» **Requirement**: Which lines below include "they"? Copy them all.

» **Records provided**:
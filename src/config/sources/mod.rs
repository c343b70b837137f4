//! Configuration sources.

pub mod environment;
pub mod global_file;
pub mod local_file;
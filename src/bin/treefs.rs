//! treefs CLI Binary
//!
//! Command-line interface for the concurrent in-memory filesystem.

use anyhow::Context;
use clap::Parser;
use std::process;
use treefs::logging::init_logging;
use treefs::tooling::cli::{Cli, CliContext};

fn main() {
    if let Err(e) = run() {
        eprintln!("Error: {:#}", e);
        process::exit(1);
    }
}

fn run() -> anyhow::Result<()> {
    let cli = Cli::parse();

    let context = CliContext::new(cli.config.clone()).context("Error loading configuration")?;
    let logging = cli.logging_config(&context.config().logging);
    init_logging(Some(&logging)).context("Error initializing logging")?;

    let output = context.execute(&cli.command)?;
    println!("{}", output);
    Ok(())
}
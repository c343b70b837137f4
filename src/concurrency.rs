//! Per-node locking for concurrent tree operations
//!
//! Every inode owns one reader/writer lock. An operation collects the guards it
//! takes in a [`LockSet`], which releases them all (newest first) at the single
//! point where the operation returns, whatever the outcome.
//!
//! Multi-node acquisitions that do not follow a root-to-leaf path use
//! [`LockSet::try_acquire`] in ascending id order, and on contention drop
//! everything and wait with [`Backoff`].

use crate::config::BackoffConfig;
use crate::store::{NodeSlot, NodeStore};
use crate::types::NodeId;
use parking_lot::{Condvar, Mutex, RwLockReadGuard, RwLockWriteGuard};
use rand::Rng;
use std::time::Duration;
use tracing::trace;

/// Lock mode for a single node
#[derive(Debug, Clone, Copy, PartialEq, Eq)]
pub enum LockMode {
    Read,
    Write,
}

enum NodeGuard<'a> {
    Read(RwLockReadGuard<'a, NodeSlot>),
    Write(RwLockWriteGuard<'a, NodeSlot>),
}

impl NodeGuard<'_> {
    fn mode(&self) -> LockMode {
        match self {
            NodeGuard::Read(_) => LockMode::Read,
            NodeGuard::Write(_) => LockMode::Write,
        }
    }
}

/// Ordered list of the node locks held by one operation.
pub struct LockSet<'a> {
    store: &'a NodeStore,
    held: Vec<(NodeId, NodeGuard<'a>)>,
}

impl<'a> LockSet<'a> {
    pub fn new(store: &'a NodeStore) -> Self {
        Self {
            store,
            held: Vec::new(),
        }
    }

    /// Block until `id` is locked in `mode`.
    ///
    /// A node must not be locked twice by the same operation; parking_lot
    /// locks are not reentrant.
    pub fn acquire(&mut self, id: NodeId, mode: LockMode) {
        debug_assert!(self.mode_of(id).is_none(), "node {} locked twice", id);
        let store = self.store;
        let lock = store.slot_lock(id);
        let guard = match mode {
            LockMode::Read => NodeGuard::Read(lock.read()),
            LockMode::Write => NodeGuard::Write(lock.write()),
        };
        trace!(node = %id, ?mode, "acquired");
        self.held.push((id, guard));
    }

    /// Lock `id` in `mode` without blocking. Returns false, holding nothing
    /// new, when the lock is unavailable.
    pub fn try_acquire(&mut self, id: NodeId, mode: LockMode) -> bool {
        debug_assert!(self.mode_of(id).is_none(), "node {} locked twice", id);
        let store = self.store;
        let lock = store.slot_lock(id);
        let guard = match mode {
            LockMode::Read => lock.try_read().map(NodeGuard::Read),
            LockMode::Write => lock.try_write().map(NodeGuard::Write),
        };
        match guard {
            Some(guard) => {
                trace!(node = %id, ?mode, "acquired");
                self.held.push((id, guard));
                true
            }
            None => false,
        }
    }

    /// Release one node. Returns whether it was held.
    pub fn release(&mut self, id: NodeId) -> bool {
        match self.held.iter().position(|(held, _)| *held == id) {
            Some(index) => {
                self.held.remove(index);
                true
            }
            None => false,
        }
    }

    /// Release every held lock, most recent first.
    pub fn release_all(&mut self) {
        while self.held.pop().is_some() {}
    }

    pub fn mode_of(&self, id: NodeId) -> Option<LockMode> {
        self.held
            .iter()
            .find(|(held, _)| *held == id)
            .map(|(_, guard)| guard.mode())
    }

    /// Slot contents of a node held in either mode.
    pub fn slot(&self, id: NodeId) -> Option<&NodeSlot> {
        self.held
            .iter()
            .find(|(held, _)| *held == id)
            .map(|(_, guard)| match guard {
                NodeGuard::Read(g) => &**g,
                NodeGuard::Write(g) => &**g,
            })
    }

    /// Mutable slot contents of a node held for writing.
    pub fn slot_mut(&mut self, id: NodeId) -> Option<&mut NodeSlot> {
        self.held
            .iter_mut()
            .find(|(held, _)| *held == id)
            .and_then(|(_, guard)| match guard {
                NodeGuard::Read(_) => None,
                NodeGuard::Write(g) => Some(&mut **g),
            })
    }

    /// Held node ids in acquisition order.
    pub fn held(&self) -> Vec<NodeId> {
        self.held.iter().map(|(id, _)| *id).collect()
    }

    pub fn len(&self) -> usize {
        self.held.len()
    }

    pub fn is_empty(&self) -> bool {
        self.held.is_empty()
    }
}

impl Drop for LockSet<'_> {
    fn drop(&mut self) {
        self.release_all();
    }
}

/// Wake-up channel for operations backing off after lock contention.
///
/// Contending operations bump the epoch when they release; a waiter that saw
/// an older epoch returns immediately instead of sleeping.
#[derive(Default)]
pub struct ReleaseSignal {
    epoch: Mutex<u64>,
    cond: Condvar,
}

impl ReleaseSignal {
    pub fn new() -> Self {
        Self::default()
    }

    pub fn epoch(&self) -> u64 {
        *self.epoch.lock()
    }

    pub fn notify(&self) {
        *self.epoch.lock() += 1;
        self.cond.notify_all();
    }

    /// Wait up to `timeout` for a release newer than `seen`.
    pub fn wait_since(&self, seen: u64, timeout: Duration) {
        let mut epoch = self.epoch.lock();
        if *epoch != seen {
            return;
        }
        let _ = self.cond.wait_for(&mut epoch, timeout);
    }
}

/// Bounded randomized backoff for try-acquire loops.
///
/// The first few retries only yield the thread. After that each retry waits
/// on the [`ReleaseSignal`] for a random delay drawn from an exponentially
/// growing window capped at `max_delay_us`.
pub struct Backoff {
    config: BackoffConfig,
    attempt: u32,
}

impl Backoff {
    pub fn new(config: BackoffConfig) -> Self {
        Self { config, attempt: 0 }
    }

    pub fn attempts(&self) -> u32 {
        self.attempt
    }

    /// Upper bound of the wait window for the current attempt.
    pub fn window(&self) -> Duration {
        let waits = self.attempt.saturating_sub(self.config.spin_retries);
        let shift = waits.min(16);
        let micros = self
            .config
            .base_delay_us
            .saturating_mul(1u64 << shift)
            .min(self.config.max_delay_us);
        Duration::from_micros(micros)
    }

    pub fn snooze(&mut self, signal: &ReleaseSignal, seen: u64) {
        self.attempt += 1;
        if self.attempt <= self.config.spin_retries {
            std::thread::yield_now();
            return;
        }
        let window = self.window().as_micros() as u64;
        let delay = rand::thread_rng().gen_range(0..=window);
        trace!(attempt = self.attempt, delay_us = delay, "backing off");
        signal.wait_since(seen, Duration::from_micros(delay));
    }
}
//! Tree operations
//!
//! [`FileSystem`] owns the inode table and exposes the five operations. Each
//! call builds its own lock set, runs its locking protocol, and releases every
//! lock before it returns.

pub mod path;
pub mod printer;
pub mod resolver;

mod mutate;
mod relocate;

pub use printer::TreeSnapshot;

use crate::concurrency::{LockMode, LockSet, ReleaseSignal};
use crate::config::{BackoffConfig, TreeFsConfig};
use crate::error::FsResult;
use crate::store::NodeStore;
use crate::types::{NodeId, NodeKind};
use std::io::{self, Write};
use tracing::{info, warn};

/// Shared in-memory filesystem.
pub struct FileSystem {
    store: NodeStore,
    backoff: BackoffConfig,
    released: ReleaseSignal,
}

impl FileSystem {
    pub fn new(config: &TreeFsConfig) -> Self {
        Self::with_store(NodeStore::new(&config.store), config.backoff)
    }

    pub fn with_store(store: NodeStore, backoff: BackoffConfig) -> Self {
        Self {
            store,
            backoff,
            released: ReleaseSignal::new(),
        }
    }

    pub fn store(&self) -> &NodeStore {
        &self.store
    }

    /// Create a file or directory at `path`, returning its node id.
    pub fn create(&self, path: &str, kind: NodeKind) -> FsResult<NodeId> {
        let result = mutate::create(&self.store, path, kind);
        match &result {
            Ok(id) => info!(node = %id, "Create {}: {}", kind, path),
            Err(err) => warn!("Create {}: {} failed: {}", kind, path, err),
        }
        result
    }

    /// Remove the file or empty directory at `path`.
    pub fn delete(&self, path: &str) -> FsResult<()> {
        match mutate::delete(&self.store, path) {
            Ok(id) => {
                info!(node = %id, "Delete: {}", path);
                Ok(())
            }
            Err(err) => {
                warn!("Delete: {} failed: {}", path, err);
                Err(err)
            }
        }
    }

    /// Resolve `path` to a node id.
    pub fn lookup(&self, path: &str) -> FsResult<NodeId> {
        let components = path::components(path)?;
        let mut locks = LockSet::new(&self.store);
        let result = resolver::walk(&mut locks, &components, LockMode::Read);
        drop(locks);
        match &result {
            Ok(id) => info!(node = %id, "Search: {} found", path),
            Err(err) => info!("Search: {} not found ({})", path, err),
        }
        result
    }

    /// Move the node at `src` to `dst`, possibly under a new name.
    pub fn move_node(&self, src: &str, dst: &str) -> FsResult<()> {
        let result = relocate::move_node(&self.store, &self.released, self.backoff, src, dst);
        match &result {
            Ok(()) => info!("Moving: {} to {}", src, dst),
            Err(err) => warn!("Moving: {} to {} failed: {}", src, dst, err),
        }
        result
    }

    /// Copy of the whole tree.
    pub fn snapshot(&self) -> TreeSnapshot {
        printer::snapshot(&self.store)
    }

    /// Write the indented tree dump to `out`.
    pub fn print<W: Write>(&self, out: &mut W) -> io::Result<()> {
        self.snapshot().write_text(out)
    }
}
//! Logging
//!
//! `tracing` subscriber setup. Operation records ("Create file: /a",
//! "Moving: /a to /b") are emitted at `info`, failed operations at `warn`, and
//! lock-protocol detail at `debug`/`trace`.
//!
//! Settings are resolved per field: CLI flags (merged into the config by the
//! caller), then `TREEFS_LOG*` environment variables, then the config file,
//! then defaults.

use crate::error::ApiError;
use serde::{Deserialize, Serialize};
use std::collections::HashMap;
use std::fs::{File, OpenOptions};
use std::path::{Path, PathBuf};
use std::str::FromStr;
use std::sync::Mutex;
use tracing_subscriber::fmt::time::ChronoUtc;
use tracing_subscriber::fmt::writer::{BoxMakeWriter, MakeWriterExt};
use tracing_subscriber::{fmt, layer::SubscriberExt, util::SubscriberInitExt, EnvFilter, Registry};

const ENV_FILTER: &str = "TREEFS_LOG";
const ENV_MODULES: &str = "TREEFS_LOG_MODULES";
const ENV_FORMAT: &str = "TREEFS_LOG_FORMAT";
const ENV_OUTPUT: &str = "TREEFS_LOG_OUTPUT";
const ENV_FILE: &str = "TREEFS_LOG_FILE";

/// Logging section of the configuration
#[derive(Debug, Clone, Serialize, Deserialize)]
pub struct LoggingConfig {
    #[serde(default = "default_true")]
    pub enabled: bool,

    /// trace, debug, info, warn, error or off
    #[serde(default = "default_level")]
    pub level: String,

    /// text or json
    #[serde(default = "default_format")]
    pub format: String,

    /// stdout, stderr, file, file+stderr or both
    #[serde(default = "default_output")]
    pub output: String,

    /// Log file when `output` includes a file; platform state dir otherwise
    #[serde(default)]
    pub file: Option<PathBuf>,

    /// ANSI colors for text written to a terminal stream
    #[serde(default = "default_true")]
    pub color: bool,

    /// Per-module levels, e.g. `treefs::tree = "debug"`
    #[serde(default)]
    pub modules: HashMap<String, String>,
}

fn default_true() -> bool {
    true
}

fn default_level() -> String {
    "info".to_string()
}

fn default_format() -> String {
    "text".to_string()
}

fn default_output() -> String {
    "stderr".to_string()
}

impl Default for LoggingConfig {
    fn default() -> Self {
        Self {
            enabled: true,
            level: default_level(),
            format: default_format(),
            output: default_output(),
            file: None,
            color: true,
            modules: HashMap::new(),
        }
    }
}

#[derive(Debug, Clone, Copy, PartialEq, Eq)]
enum LogFormat {
    Text,
    Json,
}

impl FromStr for LogFormat {
    type Err = ApiError;

    fn from_str(s: &str) -> Result<Self, Self::Err> {
        match s {
            "text" => Ok(LogFormat::Text),
            "json" => Ok(LogFormat::Json),
            other => Err(ApiError::ConfigError(format!(
                "Invalid log format: {} (must be 'json' or 'text')",
                other
            ))),
        }
    }
}

/// Where log lines go
#[derive(Debug, Clone, Copy, PartialEq, Eq)]
struct Destinations {
    stdout: bool,
    stderr: bool,
    file: bool,
}

impl FromStr for Destinations {
    type Err = ApiError;

    fn from_str(s: &str) -> Result<Self, Self::Err> {
        let (stdout, stderr, file) = match s {
            "stdout" => (true, false, false),
            "stderr" => (false, true, false),
            "both" => (true, true, false),
            "file" => (false, false, true),
            "file+stderr" => (false, true, true),
            other => {
                return Err(ApiError::ConfigError(format!(
                    "Invalid log output: {} (must be 'stdout', 'stderr', 'both', 'file' or 'file+stderr')",
                    other
                )))
            }
        };
        Ok(Self {
            stdout,
            stderr,
            file,
        })
    }
}

/// Log file location: explicit path, then `TREEFS_LOG_FILE`, then the
/// configured file, then `<state dir>/treefs.log`.
pub fn resolve_log_file_path(
    cli_file: Option<PathBuf>,
    config_file: Option<PathBuf>,
) -> Result<PathBuf, ApiError> {
    let from_env = std::env::var(ENV_FILE).ok().map(PathBuf::from);
    [cli_file, from_env, config_file]
        .into_iter()
        .flatten()
        .find(|path| !path.as_os_str().is_empty())
        .map(Ok)
        .unwrap_or_else(default_log_file_path)
}

fn default_log_file_path() -> Result<PathBuf, ApiError> {
    let dirs = directories::ProjectDirs::from("", "treefs", "treefs").ok_or_else(|| {
        ApiError::ConfigError("Could not determine a state directory for the log file".to_string())
    })?;
    let dir = dirs.state_dir().unwrap_or_else(|| dirs.cache_dir());
    Ok(dir.join("treefs.log"))
}

/// Install the global subscriber. Fails if one is already installed.
pub fn init_logging(config: Option<&LoggingConfig>) -> Result<(), ApiError> {
    let defaults = LoggingConfig::default();
    let config = config.unwrap_or(&defaults);

    let installed = if !config.enabled {
        Registry::default()
            .with(EnvFilter::new("off"))
            .with(fmt::layer().with_writer(std::io::sink))
            .try_init()
    } else {
        let filter = build_env_filter(config)?;
        let format = env_or(ENV_FORMAT, &config.format).parse::<LogFormat>()?;
        let destinations = env_or(ENV_OUTPUT, &config.output).parse::<Destinations>()?;
        let writer = make_writer(destinations, config)?;
        let registry = Registry::default().with(filter);

        match format {
            LogFormat::Json => registry
                .with(
                    fmt::layer()
                        .json()
                        .with_thread_ids(true)
                        .with_timer(ChronoUtc::rfc_3339())
                        .with_writer(writer),
                )
                .try_init(),
            LogFormat::Text => registry
                .with(
                    fmt::layer()
                        .with_thread_ids(true)
                        .with_timer(ChronoUtc::rfc_3339())
                        .with_ansi(config.color && !destinations.file)
                        .with_writer(writer),
                )
                .try_init(),
        }
    };
    installed.map_err(|e| ApiError::ConfigError(format!("Failed to install logger: {}", e)))
}

/// A set, non-empty environment variable wins over the configured value.
/// Invalid values are reported by the caller's parse.
fn env_or(var: &str, configured: &str) -> String {
    std::env::var(var)
        .ok()
        .filter(|value| !value.is_empty())
        .unwrap_or_else(|| configured.to_string())
}

fn make_writer(destinations: Destinations, config: &LoggingConfig) -> Result<BoxMakeWriter, ApiError> {
    let writer = match destinations {
        Destinations { file: true, stderr, .. } => {
            let file = open_log_file(&resolve_log_file_path(None, config.file.clone())?)?;
            if stderr {
                BoxMakeWriter::new(file.and(std::io::stderr))
            } else {
                BoxMakeWriter::new(file)
            }
        }
        Destinations {
            stdout: true,
            stderr: true,
            ..
        } => BoxMakeWriter::new(std::io::stdout.and(std::io::stderr)),
        Destinations { stdout: true, .. } => BoxMakeWriter::new(std::io::stdout),
        _ => BoxMakeWriter::new(std::io::stderr),
    };
    Ok(writer)
}

fn open_log_file(path: &Path) -> Result<Mutex<File>, ApiError> {
    if let Some(parent) = path.parent() {
        std::fs::create_dir_all(parent).map_err(|e| {
            ApiError::ConfigError(format!("Failed to create log directory {}: {}", parent.display(), e))
        })?;
    }
    let file = OpenOptions::new()
        .create(true)
        .append(true)
        .open(path)
        .map_err(|e| ApiError::ConfigError(format!("Failed to open log file {}: {}", path.display(), e)))?;
    Ok(Mutex::new(file))
}

/// `TREEFS_LOG` replaces the filter outright. Otherwise the configured level
/// is the base, refined by configured module levels and then by
/// `TREEFS_LOG_MODULES=module=level,...`.
fn build_env_filter(config: &LoggingConfig) -> Result<EnvFilter, ApiError> {
    if let Ok(filter) = EnvFilter::try_from_env(ENV_FILTER) {
        return Ok(filter);
    }
    if config.level == "off" {
        return Ok(EnvFilter::new("off"));
    }

    let env_modules = std::env::var(ENV_MODULES).unwrap_or_default();
    let overrides = config
        .modules
        .iter()
        .map(|(module, level)| (module.as_str(), level.as_str()))
        .chain(
            env_modules
                .split(',')
                .filter_map(|pair| pair.split_once('='))
                .map(|(module, level)| (module.trim(), level.trim())),
        );

    let mut filter = EnvFilter::new(&config.level);
    for (module, level) in overrides {
        let directive = format!("{}={}", module, level)
            .parse()
            .map_err(|e| ApiError::ConfigError(format!("Invalid log directive {}={}: {}", module, level, e)))?;
        filter = filter.add_directive(directive);
    }
    Ok(filter)
}
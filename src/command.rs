//! Operation descriptors and the line protocol they travel in.
//!
//! ```text
//! c <path> f|d      create a file or directory
//! d <path>          delete
//! l <path>          lookup
//! m <src> <dst>     move
//! p <outfile>       print the tree to a file
//! ```
//!
//! Blank lines and lines starting with `#` carry no command.

use crate::error::ApiError;
use crate::types::NodeKind;
use std::fmt;
use std::path::PathBuf;
use std::str::FromStr;

/// One parsed operation
#[derive(Debug, Clone, PartialEq, Eq)]
pub enum Command {
    Create { path: String, kind: NodeKind },
    Delete { path: String },
    Lookup { path: String },
    Move { src: String, dst: String },
    Print { output: PathBuf },
}

impl FromStr for Command {
    type Err = String;

    fn from_str(line: &str) -> Result<Self, Self::Err> {
        let tokens: Vec<&str> = line.split_whitespace().collect();
        let (op, args) = tokens
            .split_first()
            .ok_or_else(|| "empty command".to_string())?;

        let expect = |count: usize| {
            if args.len() == count {
                Ok(())
            } else {
                Err(format!(
                    "'{}' takes {} argument(s), got {}",
                    op,
                    count,
                    args.len()
                ))
            }
        };

        match *op {
            "c" => {
                expect(2)?;
                let kind = NodeKind::from_tag(args[1])
                    .ok_or_else(|| format!("invalid node type '{}'", args[1]))?;
                Ok(Command::Create {
                    path: args[0].to_string(),
                    kind,
                })
            }
            "d" => {
                expect(1)?;
                Ok(Command::Delete {
                    path: args[0].to_string(),
                })
            }
            "l" => {
                expect(1)?;
                Ok(Command::Lookup {
                    path: args[0].to_string(),
                })
            }
            "m" => {
                expect(2)?;
                Ok(Command::Move {
                    src: args[0].to_string(),
                    dst: args[1].to_string(),
                })
            }
            "p" => {
                expect(1)?;
                Ok(Command::Print {
                    output: PathBuf::from(args[0]),
                })
            }
            other => Err(format!("unknown operation '{}'", other)),
        }
    }
}

impl fmt::Display for Command {
    fn fmt(&self, f: &mut fmt::Formatter<'_>) -> fmt::Result {
        match self {
            Command::Create { path, kind } => write!(f, "c {} {}", path, kind.tag()),
            Command::Delete { path } => write!(f, "d {}", path),
            Command::Lookup { path } => write!(f, "l {}", path),
            Command::Move { src, dst } => write!(f, "m {} {}", src, dst),
            Command::Print { output } => write!(f, "p {}", output.display()),
        }
    }
}

/// Parse one input line. `line_number` is 1-based and only used in errors.
pub fn parse_line(line: &str, line_number: usize) -> Result<Option<Command>, ApiError> {
    let trimmed = line.trim();
    if trimmed.is_empty() || trimmed.starts_with('#') {
        return Ok(None);
    }
    trimmed
        .parse()
        .map(Some)
        .map_err(|reason| ApiError::Parse {
            line: line_number,
            reason,
        })
}
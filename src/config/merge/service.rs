//! MergeService: orchestrates sources, applies merge policy, deserializes to TreeFsConfig.

use crate::config::sources::{environment, global_file, local_file};
use crate::config::TreeFsConfig;
use config::ConfigError;
use std::path::Path;

use super::policy;

/// Merge service for config composition.
pub struct MergeService;

impl MergeService {
    /// Precedence: defaults (lowest) -> global file -> local file -> environment (highest).
    pub fn load(path: Option<&Path>) -> Result<TreeFsConfig, ConfigError> {
        let builder = policy::builder_with_defaults()?;
        let builder = global_file::add_to_builder(builder)?;
        let builder = local_file::add_to_builder(builder, path)?;
        let builder = environment::add_to_builder(builder)?;

        let config = builder.build()?;
        config.try_deserialize()
    }
}
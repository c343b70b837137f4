//! Local config file: an explicit path (required) or `./treefs.toml` (optional).

use config::builder::DefaultState;
use config::{ConfigBuilder, ConfigError, File, FileFormat};
use std::path::Path;

pub fn add_to_builder(
    builder: ConfigBuilder<DefaultState>,
    path: Option<&Path>,
) -> Result<ConfigBuilder<DefaultState>, ConfigError> {
    let builder = match path {
        Some(path) => builder.add_source(File::from(path).format(FileFormat::Toml).required(true)),
        None => builder.add_source(File::with_name("treefs").required(false)),
    };
    Ok(builder)
}
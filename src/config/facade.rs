//! ConfigLoader facade delegating to merge service.

use super::merge::service::MergeService;
use super::TreeFsConfig;
use crate::error::ApiError;
use std::path::Path;

/// Configuration loader facade.
pub struct ConfigLoader;

impl ConfigLoader {
    /// Load configuration from the standard sources, with `path` (when given)
    /// taking the place of the working-directory `treefs.toml`.
    pub fn load(path: Option<&Path>) -> Result<TreeFsConfig, ApiError> {
        let config = MergeService::load(path)?;
        Self::validate(&config)?;
        Ok(config)
    }

    /// Create default configuration.
    pub fn default() -> TreeFsConfig {
        TreeFsConfig::default()
    }

    fn validate(config: &TreeFsConfig) -> Result<(), ApiError> {
        if config.store.inode_table_size == 0 {
            return Err(ApiError::ConfigError(
                "store.inode_table_size must be at least 1".to_string(),
            ));
        }
        if config.server.threads == 0 || config.batch.threads == 0 {
            return Err(ApiError::ConfigError(
                "thread counts must be at least 1".to_string(),
            ));
        }
        if config.batch.queue_depth == 0 {
            return Err(ApiError::ConfigError(
                "batch.queue_depth must be at least 1".to_string(),
            ));
        }
        Ok(())
    }
}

» **Task output**:
/// Contending operations bump the epoch when they release; a waiter that saw
//! Operation descriptors and the line protocol they travel in.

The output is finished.